= Problem details =
Locate the line that contains "mutates the agent." in the entries below, then repeat it and every following line through the line that contains "The rebuild runs", exactly, and no others.

[Opening Extracted material section]

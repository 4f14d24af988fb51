use clap::Parser;
use tracing_subscriber::EnvFilter;

use fuego::api::{Cli, Command, run_http_server, run_project_command};

#[tokio::main]
async fn main() {
    let filter = EnvFilter::try_from_default_env().unwrap_or_else(|_| EnvFilter::new("info"));
    tracing_subscriber::fmt()
        .with_env_filter(filter)
        .with_writer(std::io::stderr)
        .init();

    match Cli::parse().command {
        Command::Serve { port } => {
            if let Err(e) = run_http_server(port).await {
                eprintln!("Server error: {e}");
                std::process::exit(1);
            }
        }
        Command::Project(args) => match run_project_command(args) {
            Ok(output) => println!("{output}"),
            Err(e) => {
                eprintln!("Error: {e}");
                std::process::exit(1);
            }
        },
    }
}
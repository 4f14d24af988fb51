use serde::Serialize;
use tracing::debug;

use super::assumptions::{AssumptionId, BaseAssumptions};
use super::engine::{ProjectionConfig, project_path};
use super::types::Path;

#[derive(Copy, Clone, Debug, Eq, PartialEq, Serialize)]
#[serde(rename_all = "camelCase")]
pub enum SuggestionKind {
    IncreaseIncome,
    ReduceExpenses,
    InvestmentStrategy,
    TaxOptimization,
}

impl SuggestionKind {
    pub fn category(self) -> &'static str {
        match self {
            SuggestionKind::IncreaseIncome => "Career Growth",
            SuggestionKind::ReduceExpenses => "Lifestyle",
            SuggestionKind::InvestmentStrategy => "Investing",
            SuggestionKind::TaxOptimization => "Location",
        }
    }

    pub fn title(self) -> &'static str {
        match self {
            SuggestionKind::IncreaseIncome => "Increase Income",
            SuggestionKind::ReduceExpenses => "Reduce Expenses",
            SuggestionKind::InvestmentStrategy => "Investment Strategy",
            SuggestionKind::TaxOptimization => "Tax Optimization",
        }
    }
}

#[derive(Debug, Clone, PartialEq, Serialize)]
#[serde(rename_all = "camelCase")]
pub struct Suggestion {
    pub kind: SuggestionKind,
    pub category: &'static str,
    pub title: &'static str,
    pub assumption: AssumptionId,
    pub current_value: f64,
    pub suggested_value: f64,
    pub baseline_retirement_age: Option<u32>,
    pub new_retirement_age: Option<u32>,
    pub years_saved: u32,
}

#[derive(Clone, Copy)]
struct Perturbation {
    kind: SuggestionKind,
    assumption: AssumptionId,
    applies: fn(f64) -> bool,
    patched: fn(f64) -> f64,
}

const PERTURBATIONS: [Perturbation; 4] = [
    Perturbation {
        kind: SuggestionKind::IncreaseIncome,
        assumption: AssumptionId::Salary,
        applies: |salary| salary < 80_000.0,
        patched: |salary| salary + 10_000.0,
    },
    Perturbation {
        kind: SuggestionKind::ReduceExpenses,
        assumption: AssumptionId::MonthlyExpenses,
        applies: |expenses| expenses > 2_000.0,
        patched: |expenses| expenses - 500.0,
    },
    Perturbation {
        kind: SuggestionKind::InvestmentStrategy,
        assumption: AssumptionId::InvestmentReturn,
        applies: |rate| rate < 8.0,
        patched: |_| 8.0,
    },
    Perturbation {
        kind: SuggestionKind::TaxOptimization,
        assumption: AssumptionId::IncomeTaxRate,
        applies: |rate| rate > 25.0,
        patched: |_| 25.0,
    },
];

/// Years gained by reaching FI at `candidate` instead of `baseline`.
/// An unreached baseline means FI is effectively never reached; the first age
/// past the horizon stands in for that so the result stays finite. An
/// unreached candidate saves nothing.
pub fn years_saved(baseline: Option<u32>, candidate: Option<u32>, horizon_age: u32) -> u32 {
    let Some(candidate) = candidate else {
        return 0;
    };
    baseline
        .unwrap_or(horizon_age.saturating_add(1))
        .saturating_sub(candidate)
}

/// Re-projects with one assumption changed at a time, in fixed order
/// (income, expenses, investment, tax). Only applicable changes are returned.
pub fn generate_suggestions(
    assumptions: &BaseAssumptions,
    baseline_retirement_age: Option<u32>,
    config: &ProjectionConfig,
) -> Vec<Suggestion> {
    PERTURBATIONS
        .iter()
        .filter_map(|p| {
            let current_value = assumptions.get(p.assumption).value;
            if !(p.applies)(current_value) {
                return None;
            }

            let suggested_value = (p.patched)(current_value);
            let what_if = assumptions.with_value(p.assumption, suggested_value);
            let new_retirement_age = project_path(&what_if, &[], config).retirement_age;
            let years_saved = years_saved(
                baseline_retirement_age,
                new_retirement_age,
                config.horizon_age,
            );
            debug!(
                kind = ?p.kind,
                current_value,
                suggested_value,
                ?baseline_retirement_age,
                ?new_retirement_age,
                years_saved,
                "evaluated suggestion"
            );

            Some(Suggestion {
                kind: p.kind,
                category: p.kind.category(),
                title: p.kind.title(),
                assumption: p.assumption,
                current_value,
                suggested_value,
                baseline_retirement_age,
                new_retirement_age,
                years_saved,
            })
        })
        .collect()
}

pub fn suggest_for_path(path: &Path, config: &ProjectionConfig) -> Vec<Suggestion> {
    generate_suggestions(&path.assumptions, path.retirement_age, config)
}
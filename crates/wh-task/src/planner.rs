//! The per-tick planning half of the task state machine.
//!
//! [`decide`] inspects an agent's queue and returns a [`Decision`]; it never
//! mutates the agent.  The caller hands the decision to [`Agent::apply`].
//!
//! | Queue head        | Check                                | On failure                              |
//! |-------------------|--------------------------------------|-----------------------------------------|
//! | empty, standby    | n/a                                  | seek plan                               |
//! | empty, carrying   | n/a                                  | carry plan                              |
//! | empty, backed off | n/a                                  | rebuilt plan for the current state      |
//! | `MoveForward`     | cell ahead free in the belief map    | back off if an agent, else fatal        |
//! | `PickUp(o)`       | `o` ahead and inventory empty        | fresh seek plan                         |
//! | `Store(s)`        | `s` ahead at its level and not full  | rebuilt carry plan                      |
//!
//! Leading `ChangeState` entries are ignored when finding the queue head;
//! the executor drains them.
//!
//! Backing off drops the queue for `0..=MAX_BACKOFF` waits.  The rebuild runs
//! once they are spent, against whatever the agent perceives on that tick.
//! A rebuild that fails only because other agents stand in the way backs off
//! again; one the layout itself blocks is fatal.

use tracing::{debug, warn};

use wh_core::{Action, AgentRng, TaskState};
use wh_grid::{Grid, GridError, Notifier, Occupant, WorldEvent};
use wh_nav::{Goal, NavError, Pathfinder, to_actions};

use crate::{
    Agent, Category, ClassifierCache, Classifier, TaskError, TaskResult, allocate,
};

/// Largest number of ticks an agent waits before replanning around another
/// agent.
pub const MAX_BACKOFF: u32 = 4;

/// Outcome of one planning pass.
#[derive(Clone, PartialEq, Eq, Debug)]
pub enum Decision {
    /// The queue head is still valid.
    Continue,
    /// Replace the queue with a new plan.
    Replan(Vec<Action>),
    /// Nothing reachable to do; replace the queue with an idle plan.
    Idle(Vec<Action>),
    /// Another agent is in the way: drop the queue, wait this many ticks,
    /// then rebuild.
    Backoff(u32),
}

/// Read-only world access plus the shared services a plan needs.
pub struct PlanContext<'a> {
    pub grid:       &'a Grid,
    pub pathfinder: &'a dyn Pathfinder,
    pub classifier: &'a dyn Classifier,
    pub cache:      &'a mut ClassifierCache,
    pub categories: &'a [Category],
    pub notifier:   &'a mut dyn Notifier,
}

/// Whether a carry plan is the first for this object or replaces a plan
/// that failed validation.
#[derive(Copy, Clone, PartialEq, Eq, Debug)]
enum Origin {
    Fresh,
    Rebuild,
}

/// Decide what `agent` should do with its queue this tick.
pub fn decide(agent: &Agent, ctx: &mut PlanContext<'_>, rng: &mut AgentRng) -> TaskResult<Decision> {
    let Some(head) = agent.next_action() else {
        if agent.backing_off {
            return rebuild(agent, ctx, rng);
        }
        return match agent.state {
            TaskState::CarryingObject => carry_plan(agent, ctx, rng, Origin::Fresh),
            TaskState::Standby | TaskState::SeekingObject => seek_plan(agent, ctx, true),
        };
    };

    match head {
        Action::MoveForward => check_move(agent, ctx, rng),
        Action::PickUp(object) => {
            if agent.inventory.is_some() {
                return Err(TaskError::InventoryFull(agent.id));
            }
            if agent.belief.get(agent.ahead()) == Occupant::Object(object) {
                Ok(Decision::Continue)
            } else {
                debug!(agent = %agent.id, %object, "pickup target gone");
                seek_plan(agent, ctx, false)
            }
        }
        Action::Store(storage) => {
            if agent.inventory.is_none() {
                return Err(TaskError::InventoryEmpty(agent.id));
            }
            let valid = ctx.grid.storage(storage).is_some_and(|s| {
                let ahead = agent.ahead().at_level(s.location.z);
                !s.is_full() && agent.belief.get(ahead) == Occupant::Storage(storage)
            });
            if valid {
                Ok(Decision::Continue)
            } else {
                debug!(agent = %agent.id, %storage, "store target invalid");
                carry_plan(agent, ctx, rng, Origin::Rebuild)
            }
        }
        Action::Rotate(_) | Action::Wait | Action::ChangeState(_) => Ok(Decision::Continue),
    }
}

fn check_move(agent: &Agent, ctx: &mut PlanContext<'_>, rng: &mut AgentRng) -> TaskResult<Decision> {
    let ahead = agent.ahead();
    match agent.belief.get(ahead) {
        Occupant::Free => Ok(Decision::Continue),
        Occupant::Agent(other) => {
            let waits: u32 = rng.gen_range(0..=MAX_BACKOFF);
            warn!(agent = %agent.id, blocker = %other, %ahead, waits, "path blocked, backing off");
            if waits == 0 {
                return rebuild(agent, ctx, rng);
            }
            Ok(Decision::Backoff(waits))
        }
        by => Err(TaskError::MoveBlocked { agent: agent.id, at: ahead, by }),
    }
}

/// Replace an interrupted plan from the agent's current belief.
fn rebuild(agent: &Agent, ctx: &mut PlanContext<'_>, rng: &mut AgentRng) -> TaskResult<Decision> {
    match agent.state {
        TaskState::CarryingObject => carry_plan(agent, ctx, rng, Origin::Rebuild),
        TaskState::Standby | TaskState::SeekingObject => seek_plan(agent, ctx, false),
    }
}

/// Path to the nearest object, pick it up, switch to carrying.
///
/// `announce` prefixes the plan with `ChangeState(SeekingObject)`; plans that
/// replace an in-progress seek leave it out.
fn seek_plan(agent: &Agent, ctx: &mut PlanContext<'_>, announce: bool) -> TaskResult<Decision> {
    let route = match ctx.pathfinder.find_path(&agent.belief, agent.position, Goal::NearestObject) {
        Ok(route) => route,
        Err(NavError::PathNotFound { .. }) => {
            return Ok(Decision::Idle(vec![
                Action::ChangeState(TaskState::Standby),
                Action::Wait,
            ]));
        }
        Err(e) => return Err(e.into()),
    };
    let Occupant::Object(object) = route.target else {
        return Err(TaskError::PickUpMissed {
            agent: agent.id,
            at:    route.goal().unwrap_or(agent.position),
            found: route.target,
        });
    };

    let mut plan = Vec::with_capacity(route.cells.len() * 2 + 3);
    if announce {
        plan.push(Action::ChangeState(TaskState::SeekingObject));
    }
    plan.extend(to_actions(&route.cells, agent.facing)?);
    plan.push(Action::PickUp(object));
    plan.push(Action::ChangeState(TaskState::CarryingObject));
    debug!(agent = %agent.id, %object, hops = route.hops(), "seek plan");
    Ok(Decision::Replan(plan))
}

/// Classify the carried object, allocate a storage, path to it and store.
fn carry_plan(
    agent: &Agent,
    ctx: &mut PlanContext<'_>,
    rng: &mut AgentRng,
    origin: Origin,
) -> TaskResult<Decision> {
    let object = agent.inventory.as_ref().ok_or(TaskError::InventoryEmpty(agent.id))?;

    let (category, fresh) = ctx.cache.classify(ctx.classifier, object)?;
    if fresh {
        ctx.notifier.notify(&WorldEvent::Vision {
            agent:    agent.id,
            category: category.to_string(),
        });
    }

    let storage = match allocate(ctx.grid.storages(), ctx.categories, &category) {
        Ok(id) => id,
        Err(TaskError::NoSpace(category)) => {
            warn!(agent = %agent.id, %category, "no storage space, waiting");
            return Ok(Decision::Idle(vec![Action::Wait]));
        }
        Err(e) => return Err(e),
    };
    let target = ctx
        .grid
        .storage(storage)
        .map(|s| s.location)
        .ok_or(GridError::UnknownStorage(storage))?;

    let goal = Goal::Cell(target);
    let route = match ctx.pathfinder.find_path(&agent.belief, agent.position, goal) {
        Ok(route) => route,
        Err(NavError::PathNotFound { .. }) if origin == Origin::Fresh => {
            return Ok(Decision::Idle(vec![Action::Wait]));
        }
        Err(source @ NavError::PathNotFound { .. }) => {
            let clear = agent.belief.without_agents();
            if ctx.pathfinder.find_path(&clear, agent.position, goal).is_ok() {
                let waits: u32 = rng.gen_range(1..=MAX_BACKOFF);
                warn!(agent = %agent.id, %storage, waits, "storage cut off by traffic, backing off");
                return Ok(Decision::Backoff(waits));
            }
            return Err(TaskError::RebuildFailed { agent: agent.id, source });
        }
        Err(e) => return Err(e.into()),
    };

    let mut plan = to_actions(&route.cells, agent.facing)?;
    plan.push(Action::Store(storage));
    plan.push(Action::ChangeState(TaskState::Standby));
    debug!(agent = %agent.id, object = %object.id, %category, %storage, hops = route.hops(), "carry plan");
    Ok(Decision::Replan(plan))
}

[Closing Extracted material section]

= Solution =
//! mutates the agent.  The caller hands the decision to [`Agent::apply`].
//!
//! | Queue head        | Check                                | On failure                              |
//! |-------------------|--------------------------------------|-----------------------------------------|
//! | empty, standby    | n/a                                  | seek plan                               |
//! | empty, carrying   | n/a                                  | carry plan                              |
//! | empty, backed off | n/a                                  | rebuilt plan for the current state      |
//! | `MoveForward`     | cell ahead free in the belief map    | back off if an agent, else fatal        |
//! | `PickUp(o)`       | `o` ahead and inventory empty        | fresh seek plan                         |
//! | `Store(s)`        | `s` ahead at its level and not full  | rebuilt carry plan                      |
//!
//! Leading `ChangeState` entries are ignored when finding the queue head;
//! the executor drains them.
//!
//! Backing off drops the queue for `0..=MAX_BACKOFF` waits.  The rebuild runs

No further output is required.